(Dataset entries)
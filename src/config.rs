//! Layered roster configuration.
//!
//! Configuration sources (in priority order, highest wins):
//! 1. Environment variables (`HUDDLE_*` prefix, `__` as separator)
//! 2. A TOML file given by the caller (`--config`)
//! 3. The bundled 2026 roster (`data/huddle-2026.toml`)
//!
//! Figment maps `HUDDLE_PERIOD__END` -> `period.end`,
//! `HUDDLE_OUTPUT__LOCALE` -> `output.locale`, etc.
//!
//! The configuration is read-only once loaded. Personnel pools, the
//! holiday table and the override table are all part of it.

use chrono::NaiveDate;
use figment::{
    providers::{Env, Format, Toml},
    Figment,
};
use serde::{Deserialize, Serialize};
use std::path::Path;

use crate::error::ConfigError;
use crate::format::Locale;
use crate::models::{Employee, HolidayCalendar, OverrideTable};
use crate::validation::{validate_config, ValidationResult};

/// The bundled roster, used as the lowest configuration layer.
pub const BUNDLED_ROSTER: &str = include_str!("../data/huddle-2026.toml");

/// Environment variable prefix.
pub const ENV_PREFIX: &str = "HUDDLE_";

/// Complete roster configuration.
#[derive(Debug, Clone, PartialEq, Serialize, Deserialize)]
pub struct RosterConfig {
    /// Generation bounds.
    pub period: PeriodConfig,
    /// The four personnel lists.
    pub pools: PoolConfig,
    /// Public holidays.
    #[serde(default)]
    pub holidays: HolidayCalendar,
    /// Manual overrides.
    #[serde(default)]
    pub overrides: OverrideTable,
    /// Presentation and export defaults.
    #[serde(default)]
    pub output: OutputConfig,
}

/// Generation bounds.
#[derive(Debug, Clone, Copy, PartialEq, Eq, Serialize, Deserialize)]
pub struct PeriodConfig {
    /// Start anchor. Generation begins on the first Monday on or after it.
    pub start: NaiveDate,
    /// Inclusive cutoff for week start dates.
    pub end: NaiveDate,
}

/// Personnel lists, in rotation order.
///
/// The Lead pool is `general_leads` followed by `lower_priority_leads`;
/// the Co-Lead pool is `priority_co_leads` followed by `general_co_leads`.
#[derive(Debug, Clone, Default, PartialEq, Eq, Serialize, Deserialize)]
pub struct PoolConfig {
    /// Leads rotated first.
    #[serde(default)]
    pub general_leads: Vec<Employee>,
    /// Leads rotated after the general leads.
    #[serde(default)]
    pub lower_priority_leads: Vec<Employee>,
    /// Co-Leads rotated first.
    #[serde(default)]
    pub priority_co_leads: Vec<Employee>,
    /// Co-Leads rotated after the priority co-leads.
    #[serde(default)]
    pub general_co_leads: Vec<Employee>,
}

/// Presentation and export defaults.
#[derive(Debug, Clone, PartialEq, Eq, Serialize, Deserialize)]
pub struct OutputConfig {
    /// Date display locale.
    #[serde(default)]
    pub locale: Locale,
    /// Prefix exported CSV with a UTF-8 byte-order mark.
    #[serde(default = "default_bom")]
    pub bom: bool,
    /// Default export file name.
    #[serde(default = "default_export_file")]
    pub export_file: String,
}

fn default_bom() -> bool {
    true
}

fn default_export_file() -> String {
    "division_huddle_schedule.csv".to_string()
}

impl Default for OutputConfig {
    fn default() -> Self {
        Self {
            locale: Locale::default(),
            bom: default_bom(),
            export_file: default_export_file(),
        }
    }
}

impl PoolConfig {
    /// Combined Lead pool in rotation order.
    pub fn lead_pool(&self) -> Vec<Employee> {
        self.general_leads
            .iter()
            .chain(&self.lower_priority_leads)
            .cloned()
            .collect()
    }

    /// Combined Co-Lead pool in rotation order.
    pub fn co_lead_pool(&self) -> Vec<Employee> {
        self.priority_co_leads
            .iter()
            .chain(&self.general_co_leads)
            .cloned()
            .collect()
    }

    /// Every employee across all four lists.
    pub fn all(&self) -> impl Iterator<Item = &Employee> {
        self.general_leads
            .iter()
            .chain(&self.lower_priority_leads)
            .chain(&self.priority_co_leads)
            .chain(&self.general_co_leads)
    }
}

impl RosterConfig {
    /// The bundled roster alone, without file or environment layers.
    pub fn builtin() -> Result<Self, ConfigError> {
        Figment::from(Toml::string(BUNDLED_ROSTER))
            .extract()
            .map_err(ConfigError::from)
    }

    /// Load configuration from all layers.
    ///
    /// `path`, when given, must exist. Does not validate; see
    /// [`RosterConfig::validate`].
    pub fn load(path: Option<&Path>) -> Result<Self, ConfigError> {
        Self::figment(path)?.extract().map_err(ConfigError::from)
    }

    /// Load configuration and reject it if validation finds any problem.
    pub fn load_validated(path: Option<&Path>) -> Result<Self, ConfigError> {
        let config = Self::load(path)?;
        config.validate().map_err(ConfigError::Invalid)?;
        Ok(config)
    }

    /// Build the figment provider chain.
    pub fn figment(path: Option<&Path>) -> Result<Figment, ConfigError> {
        let mut figment = Figment::from(Toml::string(BUNDLED_ROSTER));

        if let Some(path) = path {
            if !path.is_file() {
                return Err(ConfigError::NotFound {
                    path: path.display().to_string(),
                });
            }
            figment = figment.merge(Toml::file(path));
        }

        Ok(figment.merge(Env::prefixed(ENV_PREFIX).split("__")))
    }

    /// Checks the configuration for structural problems.
    pub fn validate(&self) -> ValidationResult {
        validate_config(self)
    }
}

#[cfg(test)]
mod tests {
    use super::*;
    use crate::models::EmployeeRef;
    use figment::Jail;

    #[test]
    fn test_builtin_roster_loads() {
        let config = RosterConfig::builtin().unwrap();
        assert_eq!(config.period.start, NaiveDate::from_ymd_opt(2026, 2, 2).unwrap());
        assert_eq!(config.period.end, NaiveDate::from_ymd_opt(2027, 1, 31).unwrap());
        assert_eq!(config.pools.general_leads.len(), 29);
        assert_eq!(config.pools.lower_priority_leads.len(), 5);
        assert_eq!(config.pools.priority_co_leads.len(), 27);
        assert_eq!(config.pools.general_co_leads.len(), 36);
        assert_eq!(config.holidays.len(), 20);
        assert_eq!(config.overrides.lead.len(), 4);
        assert_eq!(config.overrides.co_lead_swaps.len(), 2);
        assert_eq!(config.output.locale, Locale::Thai);
        assert!(config.output.bom);
    }

    #[test]
    fn test_builtin_roster_is_valid() {
        let config = RosterConfig::builtin().unwrap();
        assert!(config.validate().is_ok());
    }

    #[test]
    fn test_pool_concatenation_order() {
        let config = RosterConfig::builtin().unwrap();
        let leads = config.pools.lead_pool();
        assert_eq!(leads.len(), 34);
        assert_eq!(leads[0].id, "GM01");
        assert_eq!(leads[29].id, "LM01");

        let co_leads = config.pools.co_lead_pool();
        assert_eq!(co_leads.len(), 63);
        assert_eq!(co_leads[0].id, "PH01");
        assert_eq!(co_leads[27].id, "GH01");
        assert_eq!(config.pools.all().count(), 97);
    }

    #[test]
    fn test_env_overrides_file_and_bundle() {
        Jail::expect_with(|jail| {
            jail.create_file(
                "roster.toml",
                r#"
                [period]
                start = "2026-03-01"
                end = "2026-06-30"

                [output]
                locale = "en"
                "#,
            )?;
            jail.set_env("HUDDLE_PERIOD__END", "2026-04-30");

            let config = RosterConfig::load(Some(Path::new("roster.toml"))).unwrap();
            assert_eq!(config.period.start, NaiveDate::from_ymd_opt(2026, 3, 1).unwrap());
            assert_eq!(config.period.end, NaiveDate::from_ymd_opt(2026, 4, 30).unwrap());
            assert_eq!(config.output.locale, Locale::English);
            // Untouched sections come from the bundle.
            assert_eq!(config.pools.general_leads.len(), 29);
            Ok(())
        });
    }

    #[test]
    fn test_file_replaces_override_table() {
        Jail::expect_with(|jail| {
            jail.create_file(
                "roster.toml",
                r#"
                [overrides]
                lead = [{ week = 3, employee = { name = "ราตรี" } }]
                co_lead_swaps = []
                "#,
            )?;

            let config = RosterConfig::load(Some(Path::new("roster.toml"))).unwrap();
            assert_eq!(config.overrides.lead.len(), 1);
            assert_eq!(
                config.overrides.lead[0].employee,
                EmployeeRef::Name("ราตรี".into())
            );
            assert!(config.overrides.co_lead_swaps.is_empty());
            Ok(())
        });
    }

    #[test]
    fn test_missing_config_file() {
        let err = RosterConfig::load(Some(Path::new("/definitely/not/here.toml"))).unwrap_err();
        assert!(matches!(err, ConfigError::NotFound { .. }));
    }

    #[test]
    fn test_load_validated_rejects_empty_pool() {
        Jail::expect_with(|jail| {
            jail.create_file(
                "roster.toml",
                r#"
                [pools]
                priority_co_leads = []
                general_co_leads = []
                "#,
            )?;

            let err = RosterConfig::load_validated(Some(Path::new("roster.toml"))).unwrap_err();
            assert!(matches!(err, ConfigError::Invalid(_)));
            Ok(())
        });
    }
}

Exercise >> Write out the records above exactly, from the opening line to the line with "part of it.", including both, with nothing added.

Answer below >>
filename src/config.rs
//! Layered roster configuration.
//!
//! Configuration sources (in priority order, highest wins):
//! 1. Environment variables (`HUDDLE_*` prefix, `__` as separator)
//! 2. A TOML file given by the caller (`--config`)
//! 3. The bundled 2026 roster (`data/huddle-2026.toml`)
//!
//! Figment maps `HUDDLE_PERIOD__END` -> `period.end`,
//! `HUDDLE_OUTPUT__LOCALE` -> `output.locale`, etc.
//!
//! The configuration is read-only once loaded. Personnel pools, the
//! holiday table and the override table are all part of it.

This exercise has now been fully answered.